Collected data entries:
"""

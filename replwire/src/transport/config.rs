//! SSH connection configuration.

use std::path::PathBuf;
use std::time::Duration;

use secrecy::SecretString;

/// Host key verification mode, analogous to OpenSSH's `StrictHostKeyChecking`.
#[derive(Debug, Clone, Default)]
pub enum HostKeyVerification {
    /// Reject unknown and changed keys. Connection fails if the host
    /// is not already in known_hosts.
    Strict,

    /// Accept and auto-learn unknown keys, but reject changed keys.
    /// This is the default and matches common SSH client behavior.
    #[default]
    AcceptNew,

    /// Accept all keys without checking. For testing and lab use only.
    Disabled,
}

/// Connection settings for running the interpreter on a remote host.
#[derive(Debug, Clone)]
pub struct SshConfig {
    /// Target host (hostname or IP address).
    pub host: String,

    /// SSH port (default: 22).
    pub port: u16,

    /// Username for authentication.
    pub username: String,

    /// Authentication method.
    pub auth: AuthMethod,

    /// Connection and authentication timeout.
    pub timeout: Duration,

    /// Host key verification mode.
    pub host_key_verification: HostKeyVerification,

    /// Path to known_hosts file (defaults to `~/.ssh/known_hosts`).
    pub known_hosts_path: Option<PathBuf>,
}

impl SshConfig {
    /// Create a configuration with default port, timeout and verification.
    pub fn new(host: impl Into<String>, username: impl Into<String>, auth: AuthMethod) -> Self {
        Self {
            host: host.into(),
            port: 22,
            username: username.into(),
            auth,
            timeout: Duration::from_secs(30),
            host_key_verification: HostKeyVerification::default(),
            known_hosts_path: None,
        }
    }

    /// Get the socket address for connection.
    pub fn socket_addr(&self) -> String {
        format!("{}:{}", self.host, self.port)
    }
}

/// Authentication method for SSH connections.
#[derive(Debug, Clone)]
pub enum AuthMethod {
    /// No authentication (for testing only).
    None,

    /// Password authentication.
    Password(SecretString),

    /// Private key authentication.
    PrivateKey {
        /// Path to the private key file.
        path: PathBuf,
        /// Optional passphrase for encrypted keys.
        passphrase: Option<SecretString>,
    },
}

impl AuthMethod {
    /// Password authentication from a plain string.
    pub fn password(password: impl Into<String>) -> Self {
        Self::Password(SecretString::from(password.into()))
    }

    /// Private key authentication without a passphrase.
    pub fn private_key(path: impl Into<PathBuf>) -> Self {
        Self::PrivateKey {
            path: path.into(),
            passphrase: None,
        }
    }
}

#[cfg(test)]
mod tests {
    use super::*;

    #[test]
    fn test_defaults() {
        let config = SshConfig::new("pi.local", "pi", AuthMethod::None);
        assert_eq!(config.socket_addr(), "pi.local:22");
        assert!(matches!(
            config.host_key_verification,
            HostKeyVerification::AcceptNew
        ));
    }

    #[test]
    fn test_password_is_redacted_in_debug() {
        let auth = AuthMethod::password("hunter2");
        assert!(!format!("{auth:?}").contains("hunter2"));
    }
}
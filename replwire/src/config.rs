//! Timing configuration for the REPL driver.

use std::time::Duration;

use serde::{Deserialize, Serialize};

use crate::error::{Result, SessionError};

/// Timeouts used while talking to the interpreter.
///
/// The defaults are tuned for a local subprocess; slow links (SSH over a
/// WAN, serial bridges) may want a longer probe timeout.
#[derive(Debug, Clone, PartialEq, Serialize, Deserialize)]
#[serde(default)]
pub struct ReplConfig {
    /// How long a scan iteration waits for output before re-checking side
    /// commands.
    pub poll_timeout: Duration,

    /// How long to wait for the byte that decides whether a partial prompt
    /// is really a prompt.
    pub probe_timeout: Duration,

    /// Deadline for each paste-mode framing marker (mode switch, script
    /// echo, execution start).
    pub protocol_timeout: Duration,
}

impl Default for ReplConfig {
    fn default() -> Self {
        Self {
            poll_timeout: Duration::from_millis(50),
            probe_timeout: Duration::from_millis(100),
            protocol_timeout: Duration::from_secs(10),
        }
    }
}

impl ReplConfig {
    /// Check the configuration for values the scanner cannot work with.
    pub fn validate(&self) -> Result<()> {
        let zero = [
            ("poll_timeout", self.poll_timeout),
            ("probe_timeout", self.probe_timeout),
            ("protocol_timeout", self.protocol_timeout),
        ]
        .into_iter()
        .find(|(_, value)| value.is_zero());

        if let Some((name, _)) = zero {
            return Err(SessionError::InvalidConfig {
                message: format!("{name} must be greater than zero"),
            }
            .into());
        }
        Ok(())
    }
}

#[cfg(test)]
mod tests {
    use super::*;

    #[test]
    fn test_defaults() {
        let config = ReplConfig::default();
        assert_eq!(config.poll_timeout, Duration::from_millis(50));
        assert_eq!(config.probe_timeout, Duration::from_millis(100));
        assert!(config.validate().is_ok());
    }

    #[test]
    fn test_partial_deserialize_keeps_defaults() {
        let config: ReplConfig =
            serde_json::from_str(r#"{"probe_timeout": {"secs": 0, "nanos": 250000000}}"#).unwrap();
        assert_eq!(config.probe_timeout, Duration::from_millis(250));
        assert_eq!(config.poll_timeout, Duration::from_millis(50));
        assert_eq!(config.protocol_timeout, Duration::from_secs(10));
    }

    #[test]
    fn test_zero_timeout_rejected() {
        let config = ReplConfig {
            poll_timeout: Duration::ZERO,
            ..Default::default()
        };
        let err = config.validate().unwrap_err();
        assert!(err.to_string().contains("poll_timeout"));
    }
}
//! Result type for script execution.

use std::time::Duration;

use super::events::decode_text;

/// Output of one submitted script.
#[derive(Debug, Clone, PartialEq, Eq)]
pub struct ExecutionResult {
    /// Everything the script printed, without framing or the final prompt.
    pub output: Vec<u8>,

    /// The prompt marker that ended the output.
    pub prompt: Vec<u8>,

    /// Time from submission until the prompt came back.
    pub elapsed: Duration,
}

impl ExecutionResult {
    /// Create a new result.
    pub fn new(output: Vec<u8>, prompt: impl Into<Vec<u8>>, elapsed: Duration) -> Self {
        Self {
            output,
            prompt: prompt.into(),
            elapsed,
        }
    }

    /// Output as text, with `\r\n` normalized to `\n`.
    pub fn text(&self) -> String {
        decode_text(&self.output)
    }

    /// Check if the script printed nothing.
    pub fn is_empty(&self) -> bool {
        self.output.is_empty()
    }

    /// Check if the output contains a traceback.
    pub fn has_traceback(&self) -> bool {
        self.text().contains("Traceback (most recent call last):")
    }
}

impl std::fmt::Display for ExecutionResult {
    fn fmt(&self, f: &mut std::fmt::Formatter<'_>) -> std::fmt::Result {
        write!(f, "{}", self.text())
    }
}
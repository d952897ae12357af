//! Paste-mode script submission.
//!
//! The REPL evaluates input line by line, so multi-line code is sent in
//! paste mode, where lines are echoed back verbatim and nothing runs until
//! end-of-transmission:
//!
//! 1. write the paste-mode control byte
//! 2. wait for the `=== ` line prefix
//! 3. write the script followed by the sentinel
//! 4. wait for the sentinel's echo
//! 5. write end-of-transmission, wait for the line feed that follows it
//! 6. forward output until the normal prompt
//!
//! Any framing marker that fails to show up aborts the submission with a
//! protocol error. Nothing is retried: a half-finished paste leaves the
//! stream in an unknown state, and only reconnecting recovers from that.

use std::fmt;
use std::time::Instant;

use log::{debug, warn};

use super::forward::OutputForwarder;
use super::response::ExecutionResult;
use super::side::SideCommands;
use crate::error::Result;
use crate::transport::Connection;

/// Framing steps that wait for a marker.
#[derive(Debug, Clone, Copy, PartialEq, Eq)]
pub enum SubmitStage {
    /// Waiting for the paste-mode line prefix.
    EnterPasteMode,
    /// Waiting for the script sentinel to be echoed.
    EchoScript,
    /// Waiting for the line feed after end-of-transmission.
    StartExecution,
    /// Forwarding output until the prompt.
    Execute,
}

impl fmt::Display for SubmitStage {
    fn fmt(&self, f: &mut fmt::Formatter<'_>) -> fmt::Result {
        let name = match self {
            SubmitStage::EnterPasteMode => "paste mode prefix",
            SubmitStage::EchoScript => "script echo",
            SubmitStage::StartExecution => "execution start",
            SubmitStage::Execute => "prompt after execution",
        };
        f.write_str(name)
    }
}

/// Submits scripts through paste mode and collects their output.
#[derive(Debug, Clone)]
pub struct ScriptSubmitter<'a> {
    forwarder: &'a OutputForwarder,
}

impl<'a> ScriptSubmitter<'a> {
    /// Create a submitter that reads results through `forwarder`.
    pub fn new(forwarder: &'a OutputForwarder) -> Self {
        Self { forwarder }
    }

    /// Submit `script` and wait for it to finish.
    ///
    /// Output chunks are passed to `on_output` as they arrive and are also
    /// collected into the returned result. Execution can block for as long
    /// as the script runs; queued side commands are serviced meanwhile.
    pub async fn submit<C, S, F>(
        &self,
        conn: &mut C,
        side_commands: &mut S,
        script: &str,
        mut on_output: F,
    ) -> Result<ExecutionResult>
    where
        C: Connection,
        S: SideCommands,
        F: FnMut(&[u8]) + Send,
    {
        let profile = self.forwarder.profile();
        let timeout = Some(self.forwarder.config().protocol_timeout);
        let start = Instant::now();

        debug!("submitting {} byte script", script.len());

        conn.write(&[profile.paste_mode_command]).await?;
        Self::stage(
            SubmitStage::EnterPasteMode,
            conn.read_until(&profile.paste_line_prefix, timeout).await,
        )?;

        let mut payload = Vec::with_capacity(script.len() + profile.script_sentinel.len());
        payload.extend_from_slice(script.as_bytes());
        payload.extend_from_slice(&profile.script_sentinel);
        conn.write(&payload).await?;
        Self::stage(
            SubmitStage::EchoScript,
            conn.read_until(&profile.script_sentinel, timeout).await,
        )?;

        conn.write(&[profile.end_of_transmission]).await?;
        Self::stage(
            SubmitStage::StartExecution,
            conn.read_until(b"\n", timeout).await,
        )?;

        let mut output = Vec::new();
        let forwarded = self
            .forwarder
            .forward_until_prompt(conn, side_commands, |chunk| {
                output.extend_from_slice(chunk);
                on_output(chunk);
            })
            .await;
        Self::stage(SubmitStage::Execute, forwarded)?;

        let result = ExecutionResult::new(
            output,
            profile.normal_prompt.as_bytes(),
            start.elapsed(),
        );
        debug!(
            "script finished in {:?} with {} bytes of output",
            result.elapsed,
            result.output.len()
        );
        Ok(result)
    }

    /// Log which framing step failed before passing the error on.
    fn stage<T>(stage: SubmitStage, result: Result<T>) -> Result<T> {
        if let Err(e) = &result {
            warn!("paste-mode submission failed at {}: {}", stage, e);
        }
        result
    }
}

#[cfg(test)]
mod tests {
    use std::time::Duration;

    use tokio_test::{assert_err, assert_ok};

    use super::*;
    use crate::config::ReplConfig;
    use crate::driver::side::NoSideCommands;
    use crate::driver::testing::{FakeRepl, fake_connection};
    use crate::error::{Error, ProtocolError};
    use crate::platform::micropython;

    fn forwarder() -> OutputForwarder {
        OutputForwarder::new(micropython::profile(), ReplConfig::default()).unwrap()
    }

    #[tokio::test(start_paused = true)]
    async fn test_print_round_trip() {
        let (mut conn, repl) = fake_connection(FakeRepl::new().skip_banner());
        let forwarder = forwarder();

        let mut streamed = Vec::new();
        let result = assert_ok!(
            ScriptSubmitter::new(&forwarder)
                .submit(&mut conn, &mut NoSideCommands, "print(1+1)", |c| {
                    streamed.extend_from_slice(c)
                })
                .await
        );

        assert_eq!(result.output, b"2\n");
        assert_eq!(streamed, b"2\n");
        assert_eq!(result.prompt, b">>> ");
        assert_eq!(repl.executed(), vec!["print(1+1)#~eos~".to_string()]);
    }

    #[tokio::test(start_paused = true)]
    async fn test_empty_script_completes_all_steps() {
        let (mut conn, repl) = fake_connection(FakeRepl::new().skip_banner());
        let forwarder = forwarder();

        let result = assert_ok!(
            ScriptSubmitter::new(&forwarder)
                .submit(&mut conn, &mut NoSideCommands, "", |_| {})
                .await
        );

        assert!(result.is_empty());
        assert_eq!(repl.executed(), vec!["#~eos~".to_string()]);
    }

    #[tokio::test(start_paused = true)]
    async fn test_multiline_script_echo_is_not_output() {
        let (mut conn, _repl) = fake_connection(
            FakeRepl::new()
                .skip_banner()
                .respond("for i in range(3):\n    print(i)\n", "0\n1\n2\n"),
        );
        let forwarder = forwarder();

        let result = assert_ok!(
            ScriptSubmitter::new(&forwarder)
                .submit(
                    &mut conn,
                    &mut NoSideCommands,
                    "for i in range(3):\n    print(i)\n",
                    |_| {}
                )
                .await
        );

        assert_eq!(result.text(), "0\n1\n2\n");
    }

    #[tokio::test(start_paused = true)]
    async fn test_missing_paste_prefix_is_protocol_error() {
        let (mut conn, _repl) = fake_connection(FakeRepl::new().skip_banner().without_paste_mode());
        let config = ReplConfig {
            protocol_timeout: Duration::from_secs(2),
            ..Default::default()
        };
        let forwarder = OutputForwarder::new(micropython::profile(), config).unwrap();

        let err = assert_err!(
            ScriptSubmitter::new(&forwarder)
                .submit(&mut conn, &mut NoSideCommands, "print(1)", |_| {})
                .await
        );
        assert!(matches!(
            err,
            Error::Protocol(ProtocolError::MarkerTimeout { .. })
        ));
    }

    #[tokio::test(start_paused = true)]
    async fn test_interpreter_exit_mid_paste_is_protocol_error() {
        let (mut conn, _repl) = fake_connection(FakeRepl::new().skip_banner().exit_on_paste());
        let forwarder = forwarder();

        let err = assert_err!(
            ScriptSubmitter::new(&forwarder)
                .submit(&mut conn, &mut NoSideCommands, "print(1)", |_| {})
                .await
        );
        assert!(matches!(
            err,
            Error::Protocol(ProtocolError::UnexpectedEof { .. })
        ));
    }
}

"""

__PROBLEM TO WORK ON__:
Restate word for word the lines of the data above, starting at the line containing "one submitted script." and ending at the line containing "the sentinel's echo", both included, and nothing more.

__REPLY__:
/// Output of one submitted script.
#[derive(Debug, Clone, PartialEq, Eq)]
pub struct ExecutionResult {
    /// Everything the script printed, without framing or the final prompt.
    pub output: Vec<u8>,

    /// The prompt marker that ended the output.
    pub prompt: Vec<u8>,

    /// Time from submission until the prompt came back.
    pub elapsed: Duration,
}

impl ExecutionResult {
    /// Create a new result.
    pub fn new(output: Vec<u8>, prompt: impl Into<Vec<u8>>, elapsed: Duration) -> Self {
        Self {
            output,
            prompt: prompt.into(),
            elapsed,
        }
    }

    /// Output as text, with `\r\n` normalized to `\n`.
    pub fn text(&self) -> String {
        decode_text(&self.output)
    }

    /// Check if the script printed nothing.
    pub fn is_empty(&self) -> bool {
        self.output.is_empty()
    }

    /// Check if the output contains a traceback.
    pub fn has_traceback(&self) -> bool {
        self.text().contains("Traceback (most recent call last):")
    }
}

impl std::fmt::Display for ExecutionResult {
    fn fmt(&self, f: &mut std::fmt::Formatter<'_>) -> std::fmt::Result {
        write!(f, "{}", self.text())
    }
}
repository d952897ae12357af
//! Paste-mode script submission.
//!
//! The REPL evaluates input line by line, so multi-line code is sent in
//! paste mode, where lines are echoed back verbatim and nothing runs until
//! end-of-transmission:
//!
//! 1. write the paste-mode control byte
//! 2. wait for the `=== ` line prefix
//! 3. write the script followed by the sentinel
//! 4. wait for the sentinel's echo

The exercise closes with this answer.